No se espera que el tratamiento esté disponible hasta 2027, pero gracias al programa de acceso ampliado, Kempf y otras familias esperan que sus hijos reciban tratamiento este año. Como le dice a PEOPLE, Poppy «sigue siendo nuestra dulce e increíble hija, pero es solo un atisbo de la niña que alguna vez fue. Cuando nos diagnosticaron el verano pasado, nos sorprendió descubrir que todavía caminaba y hablaba. La mayoría de los niños de 9 años con Sanfilippo B necesitan sondas de alimentación, no hablan, están inmóviles… Fue devastador escucharlo».
La progresión de la enfermedad es visible, dijo Kempf a PEOPLE: «El año pasado, en esta época, ella estaba sonriendo para una foto. Ahora tengo la oportunidad de verla sonriendo en un momento. Su control de impulsos casi ha desaparecido. Ya no puede escribir con un lápiz. Ya no dice ‘Te amo’ o ‘Buenas noches'».
ElijahxEmily Fotografía / SWNS
Y continúa: «La vida es cada día más difícil para ella. Nos negamos a que le quiten sus habilidades sin luchar, pero su cuerpo está trabajando duro en su contra.
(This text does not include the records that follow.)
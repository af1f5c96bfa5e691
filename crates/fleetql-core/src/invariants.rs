//! Invariant checks excluded from coverage reports.

#![cfg_attr(coverage_nightly, coverage(off))]

use std::sync::Arc;

use crate::{FieldCatalog, FieldDescriptor};

impl FieldCatalog {
    /// Lookup of a name the catalog is known to contain, such as a
    /// collection's default field (checked by `CatalogBuilder::build`).
    pub fn ensure_field(&self, name: &str) -> &Arc<FieldDescriptor> {
        self.get(name).unwrap_or_else(|| {
            panic!(
                "FieldCatalog: `{name}` not found in catalog `{}` \
                 (defaults must be validated when the catalog is built)",
                self.entity()
            )
        })
    }
}
//! Completions at a cursor position.

use fleetql_lib::query::{ValidationOracleContext, suggest_with_config};
use serde::Serialize;

use super::run_common::{FilterInput, Loaded};

pub struct SuggestArgs {
    pub input: FilterInput,
    pub cursor: Option<i64>,
    pub json: bool,
}

#[derive(Debug, Serialize)]
pub struct SuggestionOutput<'a> {
    pub text: &'a str,
    pub kind: &'static str,
    pub start: u32,
    pub end: u32,
}

#[derive(Debug, Serialize)]
pub struct SuggestOutput<'a> {
    pub cursor: usize,
    pub partial: &'a str,
    pub suggestions: Vec<SuggestionOutput<'a>>,
    pub syntax_error: bool,
    #[serde(skip_serializing_if = "Option::is_none")]
    pub error: Option<&'a str>,
}

impl<'a> From<&'a ValidationOracleContext> for SuggestOutput<'a> {
    fn from(ctx: &'a ValidationOracleContext) -> Self {
        Self {
            cursor: ctx.cursor,
            partial: &ctx.partial,
            suggestions: ctx
                .suggestions
                .iter()
                .map(|s| SuggestionOutput {
                    text: &s.text,
                    kind: s.kind.as_str(),
                    start: s.range.start().into(),
                    end: s.range.end().into(),
                })
                .collect(),
            syntax_error: ctx.syntax_error,
            error: ctx.error.as_deref(),
        }
    }
}

pub fn run(args: SuggestArgs) {
    let loaded = Loaded::or_exit(&args.input);
    // The oracle works on the text as typed, macros included.
    let cursor = args.cursor.unwrap_or(-1);
    let ctx = suggest_with_config(&loaded.text, cursor, &loaded.catalog, &loaded.config);

    if args.json {
        match serde_json::to_string_pretty(&SuggestOutput::from(&ctx)) {
            Ok(json) => println!("{json}"),
            Err(e) => {
                eprintln!("error: {e}");
                std::process::exit(1);
            }
        }
        return;
    }

    for suggestion in &ctx.suggestions {
        println!("{}\t{}", suggestion.text, suggestion.kind.as_str());
    }
    if let Some(error) = &ctx.error {
        eprintln!("note: {error}");
    }
}
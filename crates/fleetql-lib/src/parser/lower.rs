//! Lowering from the typed syntax tree into the owned `RawNode`.

use super::ast::{self, Comparison, Expr, Root, Value};
use super::invariants::ensure_lowered;
use super::literal::Literal;
use super::raw::{ComparisonOp, FieldPath, RawComparison, RawNode};

pub fn lower(root: &Root) -> RawNode {
    lower_expr(&ensure_lowered(root.expr(), "expression"))
}

fn lower_expr(expr: &Expr) -> RawNode {
    match expr {
        Expr::Or(node) => RawNode::Or(
            Box::new(lower_expr(&ensure_lowered(node.lhs(), "left operand"))),
            Box::new(lower_expr(&ensure_lowered(node.rhs(), "right operand"))),
        ),
        Expr::And(node) => RawNode::And(
            Box::new(lower_expr(&ensure_lowered(node.lhs(), "left operand"))),
            Box::new(lower_expr(&ensure_lowered(node.rhs(), "right operand"))),
        ),
        Expr::Group(node) => RawNode::Group(Box::new(lower_expr(&ensure_lowered(
            node.inner(),
            "group body",
        )))),
        Expr::Comparison(node) => RawNode::Comparison(lower_comparison(node)),
    }
}

fn lower_comparison(node: &Comparison) -> RawComparison {
    let field = ensure_lowered(node.field().as_ref().and_then(ast::FieldPath::token), "field");
    let op_token = ensure_lowered(node.operator(), "operator");
    let op = ensure_lowered(ComparisonOp::from_token(op_token.text()), "known operator");

    let (values, is_list) = match node.value_list() {
        Some(list) => (list.values().map(|v| lower_value(&v)).collect(), true),
        None => (vec![lower_value(&ensure_lowered(node.value(), "value"))], false),
    };

    RawComparison {
        field: FieldPath::new(field.text(), field.text_range()),
        op,
        op_span: op_token.text_range(),
        values,
        is_list,
        span: node.as_cst().text_range(),
    }
}

fn lower_value(value: &Value) -> Literal {
    let token = ensure_lowered(value.token(), "value token");
    Literal::from_token(token.kind(), token.text(), token.text_range())
}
Lleva seis años viviendo de prestado. Cada día cuenta para ella porque lo que ha perdido es increíblemente difícil, si no imposible, de recuperar».
Los síntomas del síndrome de Sanfilippo suelen aparecer entre los 3 y 4 años de edad, cuando la acumulación de desechos provoca la regresión. Oliver ahora se está “acercando rápidamente a la ventana crítica”. Kempf le dice a la GENTE, ya que esperan tratarlo «antes de que comience el daño permanente».
Mientras tanto, la familia comparte su trayectoria en Instagram, TikTok y Facebook mientras sigue defendiendo los intereses de sus hijos. “Oramos con valentía y luego trabajamos como si fuera necesario, porque creemos que vale la pena luchar por cada día”, le dice a PEOPLE. «Tenemos los ojos puestos en el futuro. No nos quedaremos de brazos cruzados. Lucharemos por respuestas».